++++ GIVEN DATA

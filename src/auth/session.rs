//! Sessions.
//!
//! Session ids are random UUIDs handed to the client as a cookie and used
//! directly as the storage key. Like API keys, an expired session is deleted
//! by whichever read discovers the expiry.

use chrono::{DateTime, Duration as ChronoDuration, Utc};
use serde::{Deserialize, Serialize};
use std::sync::Arc;
use std::time::Duration;

use super::{CredentialKind, Grant, RequestContext, RevocationList, Scopes};
use crate::storage::StorageAdapter;
use crate::types::{Error, Result, SessionId, SubjectId};

pub(crate) const SESSIONS_NAMESPACE: &str = "auth.sessions";

#[derive(Debug, Clone, PartialEq, Eq, Serialize, Deserialize)]
pub struct SessionRecord {
    pub id: SessionId,
    pub subject: SubjectId,
    pub scopes: Scopes,
    pub is_admin: bool,
    pub created_at: DateTime<Utc>,
    pub expires_at: Option<DateTime<Utc>>,
    pub revoked: bool,
}

impl SessionRecord {
    pub fn is_expired_at(&self, now: DateTime<Utc>) -> bool {
        self.expires_at.is_some_and(|exp| exp <= now)
    }
}

#[derive(Debug)]
pub struct SessionStore {
    storage: Arc<dyn StorageAdapter>,
    revocations: Arc<RevocationList>,
}

impl SessionStore {
    pub fn new(storage: Arc<dyn StorageAdapter>, revocations: Arc<RevocationList>) -> Self {
        Self {
            storage,
            revocations,
        }
    }

    async fn load(&self, id: &str) -> Result<Option<SessionRecord>> {
        match self.storage.get(SESSIONS_NAMESPACE, id).await? {
            Some(value) => Ok(Some(serde_json::from_value(value)?)),
            None => Ok(None),
        }
    }

    async fn save(&self, record: &SessionRecord) -> Result<()> {
        self.storage
            .set(
                SESSIONS_NAMESPACE,
                record.id.as_str(),
                serde_json::to_value(record)?,
            )
            .await
    }

    async fn scan(&self) -> Result<Vec<SessionRecord>> {
        self.storage
            .scan(SESSIONS_NAMESPACE)
            .await?
            .into_iter()
            .map(|(_, value)| -> Result<SessionRecord> { Ok(serde_json::from_value(value)?) })
            .collect()
    }

    /// Open a session. `ttl` of `None` creates a session that never expires.
    pub async fn create(&self, grant: Grant, ttl: Option<Duration>) -> Result<SessionRecord> {
        let now = Utc::now();
        let expires_at = match ttl {
            Some(ttl) => Some(
                now + ChronoDuration::from_std(ttl)
                    .map_err(|e| Error::validation(format!("session ttl out of range: {}", e)))?,
            ),
            None => None,
        };
        let record = SessionRecord {
            id: SessionId::new(),
            subject: grant.subject,
            scopes: grant.scopes,
            is_admin: grant.is_admin,
            created_at: now,
            expires_at,
            revoked: false,
        };
        self.save(&record).await?;
        tracing::debug!(id = %record.id, subject = %record.subject, "session_created");
        Ok(record)
    }

    pub async fn validate(&self, id: &str) -> Result<RequestContext> {
        self.validate_at(id, Utc::now()).await
    }

    /// Resolve a session id. The revocation list is consulted before storage,
    /// so an id revoked before it was ever seen is still rejected as revoked.
    pub async fn validate_at(&self, id: &str, now: DateTime<Utc>) -> Result<RequestContext> {
        if self.revocations.is_revoked(CredentialKind::Session, id).await {
            return Err(Error::unauthorized("session revoked"));
        }
        let record = self
            .load(id)
            .await?
            .ok_or_else(|| Error::unauthorized("unknown session"))?;
        if record.revoked {
            return Err(Error::unauthorized("session revoked"));
        }
        if record.is_expired_at(now) {
            self.storage.delete(SESSIONS_NAMESPACE, id).await?;
            tracing::debug!(id, "expired_session_deleted");
            return Err(Error::unauthorized("session expired"));
        }

        let grant = Grant {
            subject: record.subject,
            scopes: record.scopes,
            is_admin: record.is_admin,
        };
        Ok(grant.into_context(CredentialKind::Session, id))
    }

    /// Active sessions of a subject, oldest first. Expired sessions met along
    /// the way are deleted.
    pub async fn list(&self, subject: &SubjectId) -> Result<Vec<SessionRecord>> {
        let now = Utc::now();
        let mut active = Vec::new();
        for record in self.scan().await? {
            if &record.subject != subject {
                continue;
            }
            if record.is_expired_at(now) {
                self.storage
                    .delete(SESSIONS_NAMESPACE, record.id.as_str())
                    .await?;
                continue;
            }
            if !record.revoked
                && !self
                    .revocations
                    .is_revoked(CredentialKind::Session, record.id.as_str())
                    .await
            {
                active.push(record);
            }
        }
        active.sort_by(|a, b| a.created_at.cmp(&b.created_at));
        Ok(active)
    }

    /// Revoke one session id, known or not. Returns whether a stored record
    /// was found.
    pub async fn revoke(&self, id: &str) -> Result<bool> {
        self.revocations.revoke(CredentialKind::Session, id).await?;
        match self.load(id).await? {
            Some(mut record) => {
                record.revoked = true;
                self.save(&record).await?;
                Ok(true)
            }
            None => Ok(false),
        }
    }

    /// Revoke every active session of a subject. Returns how many were revoked.
    pub async fn revoke_all(&self, subject: &SubjectId) -> Result<usize> {
        let sessions = self.list(subject).await?;
        for record in &sessions {
            self.revoke(record.id.as_str()).await?;
        }
        tracing::info!(subject = %subject, count = sessions.len(), "sessions_revoked");
        Ok(sessions.len())
    }

    pub async fn purge_expired(&self, now: DateTime<Utc>) -> Result<usize> {
        let mut removed = 0;
        for record in self.scan().await? {
            if record.is_expired_at(now) {
                self.storage
                    .delete(SESSIONS_NAMESPACE, record.id.as_str())
                    .await?;
                removed += 1;
            }
        }
        Ok(removed)
    }
}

++++++++

= REQUIRED ACTION =
Copy each entry exactly. Omit none.

= ANSWER BOX =
filename src/auth/session.rs
//! Sessions.
//!
//! Session ids are random UUIDs handed to the client as a cookie and used
//! directly as the storage key. Like API keys, an expired session is deleted
//! by whichever read discovers the expiry.

use chrono::{DateTime, Duration as ChronoDuration, Utc};
use serde::{Deserialize, Serialize};
use std::sync::Arc;
use std::time::Duration;

use super::{CredentialKind, Grant, RequestContext, RevocationList, Scopes};
use crate::storage::StorageAdapter;
use crate::types::{Error, Result, SessionId, SubjectId};

pub(crate) const SESSIONS_NAMESPACE: &str = "auth.sessions";

#[derive(Debug, Clone, PartialEq, Eq, Serialize, Deserialize)]
pub struct SessionRecord {
    pub id: SessionId,
    pub subject: SubjectId,
    pub scopes: Scopes,
    pub is_admin: bool,
    pub created_at: DateTime<Utc>,
    pub expires_at: Option<DateTime<Utc>>,
    pub revoked: bool,
}

impl SessionRecord {
    pub fn is_expired_at(&self, now: DateTime<Utc>) -> bool {
        self.expires_at.is_some_and(|exp| exp <= now)
    }
}

#[derive(Debug)]
pub struct SessionStore {
    storage: Arc<dyn StorageAdapter>,
    revocations: Arc<RevocationList>,
}

impl SessionStore {
    pub fn new(storage: Arc<dyn StorageAdapter>, revocations: Arc<RevocationList>) -> Self {
        Self {
            storage,
            revocations,
        }
    }

    async fn load(&self, id: &str) -> Result<Option<SessionRecord>> {
        match self.storage.get(SESSIONS_NAMESPACE, id).await? {
            Some(value) => Ok(Some(serde_json::from_value(value)?)),
            None => Ok(None),
        }
    }

    async fn save(&self, record: &SessionRecord) -> Result<()> {
        self.storage
            .set(
                SESSIONS_NAMESPACE,
                record.id.as_str(),
                serde_json::to_value(record)?,
            )
            .await
    }

    async fn scan(&self) -> Result<Vec<SessionRecord>> {
        self.storage
            .scan(SESSIONS_NAMESPACE)
            .await?
            .into_iter()
            .map(|(_, value)| -> Result<SessionRecord> { Ok(serde_json::from_value(value)?) })
            .collect()
    }

    /// Open a session. `ttl` of `None` creates a session that never expires.
    pub async fn create(&self, grant: Grant, ttl: Option<Duration>) -> Result<SessionRecord> {
        let now = Utc::now();
        let expires_at = match ttl {
            Some(ttl) => Some(
                now + ChronoDuration::from_std(ttl)
                    .map_err(|e| Error::validation(format!("session ttl out of range: {}", e)))?,
            ),
            None => None,
        };
        let record = SessionRecord {
            id: SessionId::new(),
            subject: grant.subject,
            scopes: grant.scopes,
            is_admin: grant.is_admin,
            created_at: now,
            expires_at,
            revoked: false,
        };
        self.save(&record).await?;
        tracing::debug!(id = %record.id, subject = %record.subject, "session_created");
        Ok(record)
    }

    pub async fn validate(&self, id: &str) -> Result<RequestContext> {
        self.validate_at(id, Utc::now()).await
    }

    /// Resolve a session id. The revocation list is consulted before storage,
    /// so an id revoked before it was ever seen is still rejected as revoked.
    pub async fn validate_at(&self, id: &str, now: DateTime<Utc>) -> Result<RequestContext> {
        if self.revocations.is_revoked(CredentialKind::Session, id).await {
            return Err(Error::unauthorized("session revoked"));
        }
        let record = self
            .load(id)
            .await?
            .ok_or_else(|| Error::unauthorized("unknown session"))?;
        if record.revoked {
            return Err(Error::unauthorized("session revoked"));
        }
        if record.is_expired_at(now) {
            self.storage.delete(SESSIONS_NAMESPACE, id).await?;
            tracing::debug!(id, "expired_session_deleted");
            return Err(Error::unauthorized("session expired"));
        }

        let grant = Grant {
            subject: record.subject,
            scopes: record.scopes,
            is_admin: record.is_admin,
        };
        Ok(grant.into_context(CredentialKind::Session, id))
    }

    /// Active sessions of a subject, oldest first. Expired sessions met along
    /// the way are deleted.
    pub async fn list(&self, subject: &SubjectId) -> Result<Vec<SessionRecord>> {
        let now = Utc::now();
        let mut active = Vec::new();
        for record in self.scan().await? {
            if &record.subject != subject {
                continue;
            }
            if record.is_expired_at(now) {
                self.storage
                    .delete(SESSIONS_NAMESPACE, record.id.as_str())
                    .await?;
                continue;
            }
            if !record.revoked
                && !self
                    .revocations
                    .is_revoked(CredentialKind::Session, record.id.as_str())
                    .await
            {
                active.push(record);
            }
        }
        active.sort_by(|a, b| a.created_at.cmp(&b.created_at));
        Ok(active)
    }

    /// Revoke one session id, known or not. Returns whether a stored record
    /// was found.
    pub async fn revoke(&self, id: &str) -> Result<bool> {
        self.revocations.revoke(CredentialKind::Session, id).await?;
        match self.load(id).await? {
            Some(mut record) => {
                record.revoked = true;
                self.save(&record).await?;
                Ok(true)
            }
            None => Ok(false),
        }
    }

    /// Revoke every active session of a subject. Returns how many were revoked.
    pub async fn revoke_all(&self, subject: &SubjectId) -> Result<usize> {
        let sessions = self.list(subject).await?;
        for record in &sessions {
            self.revoke(record.id.as_str()).await?;
        }
        tracing::info!(subject = %subject, count = sessions.len(), "sessions_revoked");
        Ok(sessions.len())
    }

    pub async fn purge_expired(&self, now: DateTime<Utc>) -> Result<usize> {
        let mut removed = 0;
        for record in self.scan().await? {
            if record.is_expired_at(now) {
                self.storage
                    .delete(SESSIONS_NAMESPACE, record.id.as_str())
                    .await?;
                removed += 1;
            }
        }
        Ok(removed)
    }
}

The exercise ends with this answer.